Another gap must also be closed. Each year, when natural disaster or conflict strikes, women and children are hit the hardest. More than 750,000 children have their education disrupted during emergencies, yet the United States and many other governments do not regularly prioritize education as part of their humanitarian response. That must change. Education can protect children in troubled circumstances as well as lay the foundation for reconstruction and development following protracted conflict.
(4) Give children a Head Start in school and life. One-fifth of children living in poverty in the United States are unable to access robust early education, depriving them of the foundation for a richer and fuller school experience and adult life. Children benefit from literacy programs that begin much earlier than Head Start and kindergarten. One study found young children living in families headed by college-educated parents heard 11 million words in a year while children of parents with limited or poor educational experiences heard just 3 million. A new, high-quality preschool education program would not only benefit and enrich disadvantaged children, but, according to the Brookings Institution, also contribute to the U.S. economy, adding $2 trillion to the annual gross domestic product by 2080.
Greater investment in early childhood development abroad would provide a stronger foundation for the success and sustainability of U.S. health and education programs overseas. Such programs prepare children physically, intellectually, socially and emotionally for school and life. Children who participated in our early childhood development transitions-to-primary school initiatives in Nepal, for example, were seen by parents and teachers as avid learners who were highly motivated with stronger social skills and more regular school attendance.

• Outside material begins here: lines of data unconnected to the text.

//! Request context: the authenticated account.

use podharbor_accounts::Account;

/// The account resolved from a validated access token, inserted into request
/// extensions by the auth middleware.
#[derive(Debug, Clone)]
pub struct CurrentAccount(pub Account);

impl CurrentAccount {
    pub fn account(&self) -> &Account {
        &self.0
    }
}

(5) Include children in disaster preparedness planning at home and abroad. Children are among the most vulnerable during a crisis. Yet, as seen after recent Gulf hurricanes, they also are the most poorly protected under federal and state relief procedures. The Federal Emergency Management Agency and Congress must ensure that children are protected before, during and after disasters so families are kept together and the special needs of infants, toddlers and young children are met.
Overseas, the United States should work with governments in risk-prone countries to prepare for emergencies and strengthen disaster risk-reduction measures to save young lives. This is possible even in the poorest of nations. Last year when Cyclone Sidr struck Bangladesh, 3,000 people lost their lives - devastating, but a dramatic decrease from the tens of thousands of people who died in similar cyclones, thanks in part to extensive emergency preparedness with coastal communities.
President-elect Barack Obama - by implementing a sweeping, child-focused agenda - has a real opportunity to help children at home and save the lives of those abroad. These measures are cost-effective. They lay the groundwork for more peaceful and prosperous nations. And they create lasting and positive change.
Charles MacCormack is president and chief executive officer of Save the Children, based in Westport, Conn.